Summary
AlzEye represents a large-scale resource linking longitudinal multimodal retinal imaging from routine NHS ophthalmic care with nationally recorded hospital admission data for over 353,000 patients in London. This cohort, enriched with subpopulations affected by systemic disease, provides a rare large-labelled dataset to support development of deep-learning models for oculomics—the detection of systemic disease signatures from retinal imaging. The study exemplifies a privacy-by-design approach to record-level linkage of routine clinical data across health service boundaries.
UK applicability
This study is directly applicable to UK healthcare, being conducted within the NHS at Moorfields Eye Hospital and utilising nationally collected Hospital Episode Statistics.
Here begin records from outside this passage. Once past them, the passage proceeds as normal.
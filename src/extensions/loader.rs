#![cfg(feature = "extensions")]
//! Dialect module auto-discovery via inventory
//!
//! Modules self-register with `inventory::submit!`; linking the crate that
//! defines one is enough to make it available.

use super::DialectModule;

inventory::collect!(&'static dyn DialectModule);

/// Registered modules sorted by name, duplicates dropped
pub fn registered_modules() -> Vec<&'static dyn DialectModule> {
    let mut modules: Vec<&'static dyn DialectModule> = inventory::iter::<&'static dyn DialectModule>()
        .copied()
        .collect();
    modules.sort_by_key(|module| module.name());
    modules.dedup_by_key(|module| module.name());
    tracing::debug!(
        "Discovered dialect modules: {:?}",
        modules.iter().map(|m| m.name()).collect::<Vec<_>>()
    );
    modules
}
//! Base PostgreSQL grammar
//!
//! Covers the statements needed to exercise the extension points:
//! `CREATE TABLE`, `CREATE INDEX`, `SELECT` and `INSERT`. The five extension
//! point productions at the top of this file are the last link of every rule
//! chain.

use std::sync::Arc;

use super::Parser;
use super::ast::*;
use super::lexer::Token;
use crate::error::Result;
use crate::grammar::{ExtensionPoint, Production};

/// Index access methods built into PostgreSQL
pub const INDEX_METHODS: &[&str] = &["btree", "hash", "gist", "spgist", "gin", "brin"];

/// Index storage parameters built into PostgreSQL
pub const STORAGE_PARAMETERS: &[&str] = &[
    "fillfactor",
    "deduplicate_items",
    "buffering",
    "fastupdate",
    "gin_pending_list_limit",
    "pages_per_range",
    "autosummarize",
];

// Words that end an expression list and never start an alias
const RESERVED: &[&str] = &[
    "select", "from", "where", "order", "by", "limit", "offset", "group", "having", "on", "using",
    "with", "as", "and", "or", "not", "asc", "desc", "values", "is", "null", "like", "union",
    "nulls",
];

/// Base production for `point`
pub fn production(p: &mut Parser<'_>, point: ExtensionPoint) -> Option<Production> {
    match point {
        ExtensionPoint::TypeName => type_name(p).map(Production::TypeName),
        // The base grammar reserves this point for layers and matches nothing
        ExtensionPoint::ExtensionExpr => None,
        ExtensionPoint::IndexMethod => index_method(p).map(Production::IndexMethod),
        ExtensionPoint::StorageParameter => storage_parameter(p).map(Production::StorageParameter),
        ExtensionPoint::StorageParameters => {
            storage_parameters(p).map(Production::StorageParameters)
        }
    }
}

/// `name [ '(' modifier, ... ')' ]`, including the multi-word PostgreSQL
/// spellings such as `double precision` and `timestamp with time zone`.
pub fn type_name(p: &mut Parser<'_>) -> Option<TypeName> {
    p.attempt(|p| {
        let mut name = p.parse_identifier_opt()?;
        let suffix = match name.as_str() {
            "double" if p.parse_keyword("precision") => Some(" precision"),
            "character" | "char" | "bit" if p.parse_keyword("varying") => Some(" varying"),
            "timestamp" | "time" if p.parse_keywords(&["with", "time", "zone"]) => {
                Some(" with time zone")
            }
            "timestamp" | "time" if p.parse_keywords(&["without", "time", "zone"]) => {
                Some(" without time zone")
            }
            _ => None,
        };
        if let Some(suffix) = suffix {
            name.push_str(suffix);
        }
        let modifiers = type_modifiers(p)?;
        Some(TypeName::Named { name, modifiers })
    })
}

/// Optional `'(' number, ... ')'`; `None` when the list is malformed
pub fn type_modifiers(p: &mut Parser<'_>) -> Option<Vec<String>> {
    let mut modifiers = Vec::new();
    if !p.consume(&Token::LParen) {
        return Some(modifiers);
    }
    loop {
        match p.next_token() {
            Some(Token::Number(n)) => modifiers.push(n.clone()),
            _ => return None,
        }
        if p.consume(&Token::RParen) {
            return Some(modifiers);
        }
        if !p.consume(&Token::Comma) {
            return None;
        }
    }
}

pub fn index_method(p: &mut Parser<'_>) -> Option<IndexMethod> {
    let method = INDEX_METHODS.iter().find(|method| p.is_keyword(method))?;
    p.next_token();
    Some(IndexMethod::new(*method))
}

/// `name [ '=' value ]` for the built-in parameters
pub fn storage_parameter(p: &mut Parser<'_>) -> Option<StorageParameter> {
    p.attempt(|p| {
        let name = STORAGE_PARAMETERS.iter().find(|name| p.is_keyword(name))?;
        p.next_token();
        let value = if p.parse_operator("=") {
            Some(storage_value(p)?)
        } else {
            None
        };
        Some(StorageParameter {
            name: name.to_string(),
            value,
        })
    })
}

pub fn storage_value(p: &mut Parser<'_>) -> Option<StorageValue> {
    let value = match p.peek()? {
        Token::Number(n) => StorageValue::Number(n.clone()),
        Token::String(s) => StorageValue::String(s.clone()),
        Token::Word { value, .. } => StorageValue::Word(value.to_lowercase()),
        _ => return None,
    };
    p.next_token();
    Some(value)
}

/// `'(' storage_parameter, ... ')'`, each element through the
/// `storage_parameter` chain
pub fn storage_parameters(p: &mut Parser<'_>) -> Option<Vec<StorageParameter>> {
    p.attempt(|p| {
        if !p.consume(&Token::LParen) {
            return None;
        }
        let mut parameters = vec![p.storage_parameter()?];
        while p.consume(&Token::Comma) {
            parameters.push(p.storage_parameter()?);
        }
        p.consume(&Token::RParen).then_some(parameters)
    })
}

fn is_reserved(token: Option<&Token>) -> bool {
    matches!(
        token,
        Some(Token::Word { value, quoted: false })
            if RESERVED.iter().any(|word| value.eq_ignore_ascii_case(word))
    )
}
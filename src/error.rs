use thiserror::Error;

pub type Result<T> = std::result::Result<T, Error>;

#[derive(Debug, Clone, Error)]
pub enum Error {
    #[error("Lex error: {0}")]
    Lex(String),

    #[error("Parse error at token {position}: {message}")]
    Parse { message: String, position: usize },

    #[error("Unknown table: {0}")]
    UnknownTable(String),

    #[error("Unknown column: {0}")]
    UnknownColumn(String),

    #[error("Unknown type: {0}")]
    UnknownType(String),

    #[error("Table already exists: {0}")]
    DuplicateTable(String),

    #[error("Incompatible types: {left} and {right}")]
    IncompatibleTypes { left: String, right: String },

    #[error("Cannot infer type for argument {0}")]
    UntypedArgument(String),

    #[error("No type resolver understands {construct} from layer {layer}")]
    UnresolvedExtension { layer: String, construct: String },

    #[error("Expected {expected} values, found {found}")]
    ColumnCountMismatch { expected: usize, found: usize },

    #[error("`*` needs a FROM clause")]
    WildcardWithoutFrom,

    #[error("Unknown function: {0}")]
    UnknownFunction(String),

    #[error("Unknown dialect module: {0}")]
    UnknownModule(String),

    /// A node classified as a specific construct lacks the structure that
    /// classification guarantees. Never recovered into a type.
    #[error("Internal invariant violated in {construct}: {message}")]
    InvariantViolation { construct: String, message: String },
}

impl Error {
    pub fn parse(message: impl Into<String>, position: usize) -> Self {
        Error::Parse {
            message: message.into(),
            position,
        }
    }

    pub fn is_invariant_violation(&self) -> bool {
        matches!(self, Error::InvariantViolation { .. })
    }
}
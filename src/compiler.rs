//! Compiler host
//!
//! Drives a compilation unit: parse with the layered grammar, track the
//! schema declared so far, and type every result column and bind argument
//! through the resolver chain.

use std::collections::BTreeMap;

use serde::Serialize;
use tracing::{debug, info};

use crate::config::Config;
use crate::error::{Error, Result};
use crate::extensions::{self, DialectModule};
use crate::grammar::Grammar;
use crate::parser::{self, ast::*};
use crate::resolver::{Relation, ResolveContext, Scope, TypeResolver};
use crate::types::{IntermediateType, PostgreSqlType, PrimitiveType};

const CURSOR: &str = "cursor";

#[derive(Debug, Clone, Serialize)]
pub struct Column {
    pub name: String,
    #[serde(rename = "type")]
    pub ty: IntermediateType,
}

#[derive(Debug, Clone, Serialize)]
pub struct Table {
    pub name: String,
    pub columns: Vec<Column>,
}

impl Table {
    pub fn column(&self, name: &str) -> Option<&Column> {
        self.columns.iter().find(|column| column.name == name)
    }

    fn relation(&self, alias: Option<&String>) -> Relation {
        Relation {
            name: self.name.clone(),
            alias: alias.cloned(),
            columns: self
                .columns
                .iter()
                .map(|column| (column.name.clone(), column.ty.clone()))
                .collect(),
        }
    }
}

#[derive(Debug, Clone, PartialEq, Eq, Serialize)]
pub struct IndexParameter {
    pub name: String,
    pub value: Option<String>,
}

impl From<&StorageParameter> for IndexParameter {
    fn from(parameter: &StorageParameter) -> Self {
        let value = parameter.value.as_ref().map(|value| match value {
            StorageValue::Number(v) | StorageValue::String(v) | StorageValue::Word(v) => v.clone(),
        });
        IndexParameter {
            name: parameter.name.clone(),
            value,
        }
    }
}

#[derive(Debug, Clone, Serialize)]
pub struct Index {
    pub name: Option<String>,
    pub table: String,
    pub method: Option<String>,
    pub columns: Vec<String>,
    pub parameters: Vec<IndexParameter>,
}

#[derive(Debug, Clone, Copy, PartialEq, Eq, Serialize)]
#[serde(rename_all = "lowercase")]
pub enum QueryKind {
    Select,
    Insert,
}

/// A typed result column with the code reading it from a cursor
#[derive(Debug, Clone, Serialize)]
pub struct ResultColumn {
    pub name: String,
    #[serde(rename = "type")]
    pub ty: IntermediateType,
    pub reader: String,
}

/// A typed bind argument with the code binding it
#[derive(Debug, Clone, Serialize)]
pub struct Argument {
    pub index: usize,
    pub label: String,
    #[serde(rename = "type")]
    pub ty: IntermediateType,
    pub binder: String,
}

#[derive(Debug, Clone, Serialize)]
pub struct Query {
    pub label: Option<String>,
    pub kind: QueryKind,
    pub columns: Vec<ResultColumn>,
    pub arguments: Vec<Argument>,
}

/// Everything one SQL source declares
#[derive(Debug, Clone, Default, Serialize)]
pub struct CompiledUnit {
    pub tables: Vec<Table>,
    pub indexes: Vec<Index>,
    pub queries: Vec<Query>,
}

impl CompiledUnit {
    pub fn table(&self, name: &str) -> Result<&Table> {
        self.tables
            .iter()
            .find(|table| table.name == name)
            .ok_or_else(|| Error::UnknownTable(name.to_string()))
    }

    pub fn query(&self, label: &str) -> Option<&Query> {
        self.queries
            .iter()
            .find(|query| query.label.as_deref() == Some(label))
    }
}

pub struct Compiler {
    grammar: Grammar,
    resolver: Box<dyn TypeResolver>,
    modules: Vec<&'static str>,
}

impl Compiler {
    /// Layer `modules` over the base grammar, first module lowest
    pub fn new(modules: &[&dyn DialectModule]) -> Self {
        let mut grammar = Grammar::new();
        extensions::install_modules(&mut grammar, modules);
        Compiler::with_grammar(grammar, modules)
    }

    /// Use an already built grammar (e.g. a global snapshot) with the
    /// resolvers of `modules`
    pub fn with_grammar(grammar: Grammar, modules: &[&dyn DialectModule]) -> Self {
        let names: Vec<&'static str> = modules.iter().map(|module| module.name()).collect();
        info!("Compiler ready with modules: {:?}", names);
        Compiler {
            grammar,
            resolver: extensions::resolver_chain(modules),
            modules: names,
        }
    }

    pub fn from_config(config: &Config) -> Result<Self> {
        let modules = extensions::select_modules(config.enabled_modules())?;
        Ok(Compiler::new(&modules))
    }

    pub fn grammar(&self) -> &Grammar {
        &self.grammar
    }

    pub fn resolver(&self) -> &dyn TypeResolver {
        self.resolver.as_ref()
    }

    pub fn modules(&self) -> &[&'static str] {
        &self.modules
    }

    pub fn compile(&self, sql: &str) -> Result<CompiledUnit> {
        let statements = parser::parse(sql, &self.grammar)?;
        debug!(statements = statements.len(), "parsed compilation unit");

        let mut unit = CompiledUnit::default();
        for NamedStatement { label, statement } in statements {
            match statement {
                Statement::CreateTable(create) => self.create_table(&mut unit, create)?,
                Statement::CreateIndex(create) => {
                    let index = self.create_index(&unit, create)?;
                    unit.indexes.push(index);
                }
                Statement::Select(select) => {
                    let query = self.select(&unit, label, &select)?;
                    unit.queries.push(query);
                }
                Statement::Insert(insert) => {
                    let query = self.insert(&unit, label, &insert)?;
                    unit.queries.push(query);
                }
            }
        }
        Ok(unit)
    }

    fn create_table(&self, unit: &mut CompiledUnit, create: CreateTable) -> Result<()> {
        if unit.table(&create.name).is_ok() {
            if create.if_not_exists {
                debug!(table = %create.name, "table exists, skipping");
                return Ok(());
            }
            return Err(Error::DuplicateTable(create.name));
        }

        let mut columns = Vec::with_capacity(create.columns.len());
        for def in &create.columns {
            let ty = self.resolver.definition_type(&def.type_name)?;
            let non_null =
                def.not_null || def.primary_key || create.primary_key.contains(&def.name);
            let ty = if non_null { ty.as_non_null() } else { ty.as_nullable() };
            debug!(table = %create.name, column = %def.name, ty = %ty, "declared column");
            columns.push(Column {
                name: def.name.clone(),
                ty: ty.with_name(def.name.clone()),
            });
        }
        for key in &create.primary_key {
            if !columns.iter().any(|column| &column.name == key) {
                return Err(Error::UnknownColumn(format!("{}.{}", create.name, key)));
            }
        }

        unit.tables.push(Table {
            name: create.name,
            columns,
        });
        Ok(())
    }

    fn create_index(&self, unit: &CompiledUnit, create: CreateIndex) -> Result<Index> {
        let table = unit.table(&create.table)?;
        let scope = Scope::new().with_relation(table.relation(None));
        let cx = ResolveContext::new(self.resolver(), &scope);

        let mut columns = Vec::with_capacity(create.columns.len());
        for column in &create.columns {
            cx.resolve(&column.expr)?;
            columns.push(column.expr.default_name());
        }
        if let Some(predicate) = &create.predicate {
            cx.resolve(predicate)?;
        }

        Ok(Index {
            name: create.name,
            table: create.table,
            method: create.method.map(|method| method.name),
            columns,
            parameters: create.parameters.iter().map(IndexParameter::from).collect(),
        })
    }

    fn select(&self, unit: &CompiledUnit, label: Option<String>, select: &Select) -> Result<Query> {
        let table = select
            .from
            .as_ref()
            .map(|from| unit.table(&from.name).map(|table| (table, from)))
            .transpose()?;
        let scope = match table {
            Some((table, from)) => Scope::new().with_relation(table.relation(from.alias.as_ref())),
            None => Scope::new(),
        };
        let cx = ResolveContext::new(self.resolver(), &scope);
        let mut arguments = Arguments::default();

        let mut columns = Vec::new();
        for item in &select.projection {
            match item {
                SelectItem::Wildcard => {
                    let Some((table, _)) = table else {
                        return Err(Error::WildcardWithoutFrom);
                    };
                    for column in &table.columns {
                        columns.push((column.name.clone(), column.ty.clone()));
                    }
                }
                SelectItem::Expr { expr, alias } => {
                    let ty = cx.resolve(expr)?;
                    arguments.infer(expr, None, &cx)?;
                    let name = alias.clone().unwrap_or_else(|| expr.default_name());
                    columns.push((name, ty));
                }
            }
        }

        if let Some(selection) = &select.selection {
            cx.resolve(selection)?;
            let boolean = IntermediateType::new(&PrimitiveType::Boolean);
            arguments.infer(selection, Some(&boolean), &cx)?;
        }
        for order in &select.order_by {
            cx.resolve(&order.expr)?;
            arguments.infer(&order.expr, None, &cx)?;
        }
        let bigint = IntermediateType::new(&PostgreSqlType::BigInt);
        for bound in [&select.limit, &select.offset].into_iter().flatten() {
            cx.resolve(bound)?;
            arguments.infer(bound, Some(&bigint), &cx)?;
        }

        let columns = columns
            .into_iter()
            .enumerate()
            .map(|(i, (name, ty))| ResultColumn {
                reader: ty.read(i, CURSOR),
                ty: ty.with_name(name.clone()),
                name,
            })
            .collect();

        Ok(Query {
            label,
            kind: QueryKind::Select,
            columns,
            arguments: arguments.into_vec(),
        })
    }

    fn insert(&self, unit: &CompiledUnit, label: Option<String>, insert: &Insert) -> Result<Query> {
        let table = unit.table(&insert.table)?;
        let targets = if insert.columns.is_empty() {
            table.columns.iter().collect::<Vec<_>>()
        } else {
            insert
                .columns
                .iter()
                .map(|name| {
                    table
                        .column(name)
                        .ok_or_else(|| Error::UnknownColumn(format!("{}.{}", table.name, name)))
                })
                .collect::<Result<Vec<_>>>()?
        };

        let scope = Scope::new();
        let cx = ResolveContext::new(self.resolver(), &scope);
        let mut arguments = Arguments::default();
        for row in &insert.rows {
            if row.len() != targets.len() {
                return Err(Error::ColumnCountMismatch {
                    expected: targets.len(),
                    found: row.len(),
                });
            }
            for (value, column) in row.iter().zip(&targets) {
                cx.resolve(value)?;
                arguments.infer(value, Some(&column.ty), &cx)?;
            }
        }

        Ok(Query {
            label,
            kind: QueryKind::Insert,
            columns: Vec::new(),
            arguments: arguments.into_vec(),
        })
    }
}

/// Bind arguments of one statement, keyed by position
#[derive(Default)]
struct Arguments {
    found: BTreeMap<usize, Argument>,
}

impl Arguments {
    fn into_vec(self) -> Vec<Argument> {
        self.found.into_values().collect()
    }

    /// Type every bind argument under `expr`. `expected` is the type the
    /// surrounding context demands of `expr` itself.
    fn infer(
        &mut self,
        expr: &Expr,
        expected: Option<&IntermediateType>,
        cx: &ResolveContext<'_>,
    ) -> Result<()> {
        match expr {
            Expr::BindArg(arg) => {
                let ty = expected
                    .cloned()
                    .ok_or_else(|| Error::UntypedArgument(arg.label.clone()))?;
                self.record(arg, ty);
                Ok(())
            }
            Expr::Column { .. } | Expr::Literal(_) => Ok(()),
            Expr::Unary {
                op: UnaryOp::Not,
                expr,
            } => {
                let boolean = IntermediateType::new(&PrimitiveType::Boolean);
                self.infer(expr, Some(&boolean), cx)
            }
            Expr::Unary { expr, .. } | Expr::Nested(expr) => self.infer(expr, expected, cx),
            Expr::Binary { left, op, right } if op.is_logical() => {
                let boolean = IntermediateType::new(&PrimitiveType::Boolean);
                self.infer(left, Some(&boolean), cx)?;
                self.infer(right, Some(&boolean), cx)
            }
            Expr::Binary {
                left,
                op: BinaryOp::Concat,
                right,
            } => {
                let text = IntermediateType::new(&PrimitiveType::Text);
                self.infer(left, Some(&text), cx)?;
                self.infer(right, Some(&text), cx)
            }
            Expr::Binary { left, right, .. } => self.infer_siblings(&[&**left, &**right], cx),
            Expr::IsNull { expr, .. } => self.infer(expr, None, cx),
            Expr::Cast { expr, type_name } => {
                let target = cx.definition_type(type_name)?;
                self.infer(expr, Some(&target), cx)
            }
            Expr::Function(call) => match cx.function_argument_types(call) {
                Some(types) => {
                    for (n, arg) in call.args.iter().enumerate() {
                        self.infer(arg, types.get(n), cx)?;
                    }
                    Ok(())
                }
                None => {
                    let args: Vec<&Expr> = call.args.iter().collect();
                    self.infer_siblings(&args, cx)
                }
            },
            Expr::Extension(node) => self.infer_siblings(&node.operands(), cx),
        }
    }

    /// Each operand takes the type of the first sibling with a usable type
    fn infer_siblings(&mut self, operands: &[&Expr], cx: &ResolveContext<'_>) -> Result<()> {
        let mut sibling = None;
        for operand in operands {
            let ty = cx.resolve(operand)?;
            if !ty.is_placeholder() {
                sibling = Some(ty.as_non_null());
                break;
            }
        }
        for operand in operands {
            self.infer(operand, sibling.as_ref(), cx)?;
        }
        Ok(())
    }

    fn record(&mut self, arg: &BindArg, ty: IntermediateType) {
        let value = match arg.label.strip_prefix(':') {
            Some(name) if !name.is_empty() => name.to_string(),
            _ => format!("arg{}", arg.index),
        };
        let ty = ty.with_name(value.clone());
        debug!(index = arg.index, label = %arg.label, ty = %ty, "typed bind argument");
        self.found.insert(
            arg.index,
            Argument {
                index: arg.index,
                label: arg.label.clone(),
                binder: ty.bind(arg.index, &value),
                ty,
            },
        );
    }
}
The methodology and findings could inform development of retinal imaging-based screening or prognostication tools for systemic diseases within NHS ophthalmology and primary care settings.
Key measures
Number of participants with retinal imaging (154,830); total retinal images acquired (6,261,931); hospital admissions (1,337,711 episodes); prevalence of systemic diagnoses (myocardial infarction n=12,022; stroke n=11,735; dementia n=13,363); distribution of retinal image modalities
Outcomes reported
The study linked longitudinal multimodal retinal imaging from NHS routine ophthalmic care with hospital admission data for systemic diseases including myocardial infarction, stroke, and dementia in a cohort of over 353,000 patients aged 40+ years. The dataset comprised over 6.2 million retinal images of seven modalities acquired from over 154,000 patients, with hospital episode statistics capturing 1.3 million admission episodes.